The IRRS team also made recommendations and suggestions that may significantly enhance the overall performance of the regulatory system. Examples include:

  • CNSC should initiate a periodic strategic planning programme to define both short- and long-term research activities needed to support pending and potential regulatory decisions. Sufficient resources should be allocated to support the results of the programme.
  • CNSC should continue developing a methodology and implementing Management System reviews to be conducted at planned intervals by internal and/or external resources and should develop the internal audit programme. This would help identify opportunities for improvement, monitor actions taken to improve and check their effectiveness.

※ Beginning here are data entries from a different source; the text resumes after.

//! Rule-Based Fallback System
//!
//! Provides deterministic ad performance predictions and optimization
//! suggestions when the AI oracle is unavailable. Nothing here performs I/O,
//! and equal inputs always produce equal outputs.

mod engine;
mod fingerprint;
mod predictor;
mod suggester;

pub use engine::FallbackEngine;
pub use fingerprint::fingerprint;
pub use predictor::predict;
pub use suggester::{suggest, CTR_THRESHOLD, REACH_PER_DOLLAR_THRESHOLD};
// SPDX-FileCopyrightText: 2026 TierRoute Contributors
// SPDX-License-Identifier: MIT OR Apache-2.0

//! End-to-end routing behaviour over real and mock embedding providers.

use std::io::Write;
use std::sync::Arc;

use proptest::prelude::*;
use tierroute_config::RouterConfig;
use tierroute_core::{OperatingMode, Tier};
use tierroute_router::{ExampleStore, HashingEmbedder, Router, ThresholdTable};
use tierroute_test_utils::MockEmbedder;

fn scenario_router() -> Router {
    Router::new(Arc::new(HashingEmbedder::default()))
        .with_examples(ExampleStore::from_examples([
            (Tier::Local, "format this csv"),
            (Tier::Reasoning, "design a fraud detection architecture"),
        ]))
        .with_thresholds(
            ThresholdTable::empty()
                .with(Tier::Local, 0.75)
                .with(Tier::Reasoning, 0.70),
        )
}

#[test]
fn close_paraphrase_routes_semantically() {
    let d = scenario_router().route("reformat this csv file");
    assert_eq!(d.target, Tier::Local);
    assert_eq!(d.mode, OperatingMode::Semantic);
    assert!(d.confidence >= 0.75, "confidence {}", d.confidence);
    assert_eq!(d.matched_example.as_deref(), Some("format this csv"));
}

#[test]
fn gibberish_falls_back_to_default_via_keywords() {
    let d = scenario_router().route("xyzzy unrelated gibberish");
    assert_eq!(d.target, Tier::Local);
    assert_eq!(d.mode, OperatingMode::Keyword);
    assert_eq!(d.confidence, 0.5);
    assert_eq!(d.reason, "No keyword match, using default");
}

#[test]
fn builtin_examples_route_common_tasks() {
    let router = Router::new(Arc::new(HashingEmbedder::default()));
    let d = router.route("design a fraud detection system architecture");
    assert_eq!(d.target, Tier::Reasoning);
    assert_eq!(d.mode, OperatingMode::Semantic);
}

#[test]
fn added_example_is_usable_after_embedding() {
    let router = scenario_router();
    router.precompute().unwrap();
    router
        .add_example("build a rest api endpoint for invoices", Tier::Production)
        .unwrap();

    assert!(router.stats().embeddings_computed);
    let d = router.route("build a rest api endpoint for invoices");
    assert_eq!(d.target, Tier::Production);
    assert_eq!(d.mode, OperatingMode::Semantic);
    assert!((d.confidence - 1.0).abs() < 1e-6);
}

#[test]
fn concurrent_first_route_embeds_once() {
    let embedder = Arc::new(
        MockEmbedder::new()
            .with_vector("format this csv", vec![1.0, 0.0])
            .with_vector("design a fraud detection architecture", vec![0.0, 1.0]),
    );
    let router = Arc::new(
        Router::new(embedder.clone()).with_examples(ExampleStore::from_examples([
            (Tier::Local, "format this csv"),
            (Tier::Reasoning, "design a fraud detection architecture"),
        ])),
    );

    std::thread::scope(|scope| {
        for _ in 0..16 {
            let router = router.clone();
            scope.spawn(move || {
                let d = router.route("format this csv");
                assert_eq!(d.target, Tier::Local);
                assert_eq!(d.mode, OperatingMode::Semantic);
            });
        }
    });

    // Two examples embedded exactly once, plus one query per route.
    assert_eq!(embedder.embedded_texts(), 2 + 16);
    assert_eq!(embedder.load_count(), 1);
}

#[test]
fn evicted_embedder_is_reloaded() {
    let embedder = Arc::new(MockEmbedder::new().with_vector("format this csv", vec![1.0, 0.0]));
    let router = Router::new(embedder.clone())
        .with_examples(ExampleStore::from_examples([(Tier::Local, "format this csv")]));
    router.precompute().unwrap();

    embedder.evict();
    let d = router.route("format this csv");
    assert_eq!(d.mode, OperatingMode::Semantic);
    assert_eq!(embedder.load_count(), 2);
}

#[test]
fn examples_file_from_config() {
    let mut file = tempfile::NamedTempFile::new().unwrap();
    write!(
        file,
        r#"{{"azure": ["build a rest api endpoint"], "gpu": ["ignored"], "claude": ["threat model the platform"]}}"#
    )
    .unwrap();

    let config = RouterConfig {
        examples_path: Some(file.path().display().to_string()),
        ..RouterConfig::default()
    };
    let router = Router::from_config(&config, Arc::new(HashingEmbedder::default()));

    let stats = router.stats();
    assert_eq!(stats.examples["local"], 0);
    assert_eq!(stats.examples["production"], 1);
    assert_eq!(stats.examples["reasoning"], 1);

    let d = router.route("build a rest api endpoint");
    assert_eq!(d.target, Tier::Production);
    assert_eq!(d.mode, OperatingMode::Semantic);
}

#[test]
fn malformed_examples_file_leaves_router_usable() {
    let mut file = tempfile::NamedTempFile::new().unwrap();
    write!(file, "not json at all").unwrap();

    let config = RouterConfig {
        examples_path: Some(file.path().display().to_string()),
        ..RouterConfig::default()
    };
    let router = Router::from_config(&config, Arc::new(HashingEmbedder::default()));
    assert!(router.examples().is_empty());

    let d = router.route("review the security of the payment api");
    assert_eq!(d.target, Tier::Reasoning);
    assert_eq!(d.mode, OperatingMode::Keyword);
}

proptest! {
    #[test]
    fn manual_mode_always_returns_default(task in ".{0,80}", tier_idx in 0usize..3) {
        let tier = [Tier::Local, Tier::Production, Tier::Reasoning][tier_idx];
        let router = Router::new(Arc::new(MockEmbedder::new()))
            .with_mode(OperatingMode::Manual)
            .with_default_tier(tier);
        let d = router.route(&task);
        prop_assert_eq!(d.target, tier);
        prop_assert_eq!(d.confidence, 1.0);
        prop_assert_eq!(d.mode, OperatingMode::Manual);
    }

    #[test]
    fn threshold_decides_semantic_or_keyword(threshold in 0.05f64..0.95, cos in 0.0f64..1.0) {
        prop_assume!((cos - threshold).abs() > 1e-4);
        let sin = (1.0 - cos * cos).sqrt();
        let embedder = MockEmbedder::new()
            .with_vector("anchor", vec![1.0, 0.0])
            .with_vector("query", vec![cos as f32, sin as f32]);
        let router = Router::new(Arc::new(embedder))
            .with_examples(ExampleStore::from_examples([(Tier::Reasoning, "anchor")]))
            .with_thresholds(ThresholdTable::empty().with(Tier::Reasoning, threshold));

        let d = router.route("query");
        if cos >= threshold {
            prop_assert_eq!(d.mode, OperatingMode::Semantic);
            prop_assert_eq!(d.target, Tier::Reasoning);
        } else {
            prop_assert_eq!(d.mode, OperatingMode::Keyword);
        }
    }
}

  • CNSC should ensure that its operational and technical support branches work together in a more harmonized manner to assure security measures do not compromise safety and vice versa.
  • CNSC should refine existing plans and confirm its readiness to support the transition from the project planning phase to the technical review of new design applications, inspection of construction activities and oversight of the start-up and operations.
  • CNSC should consider updating the 1998 Memorandum of Understanding with Health Canada to define the roles and responsibilities of the Federal Provincial Territorial Radiation Protection Committee and to ensure comprehensive and consistent safety regulation and oversight.

For the review, team members met key personnel at CNSC and other organizations, such as the Ministry of Natural Resources and Environment (NRCan); Chalk River Laboratories (CRL) and NRU research reactor; Fuel Cycle Facilities (Cameco-Zircatec, Port Hope and GE-Hitachi, Peterborough); McArthur River Uranium Mine and Key Lake Uranium Mill; OPG Western Waste Management Facility (Bruce Site); Darlington (OPG) and Bruce (Bruce Power) NPPs; Calgary (Radiation Devices); Laval Irradiation Facility (MDS Nordion) and the Ottawa Hospital.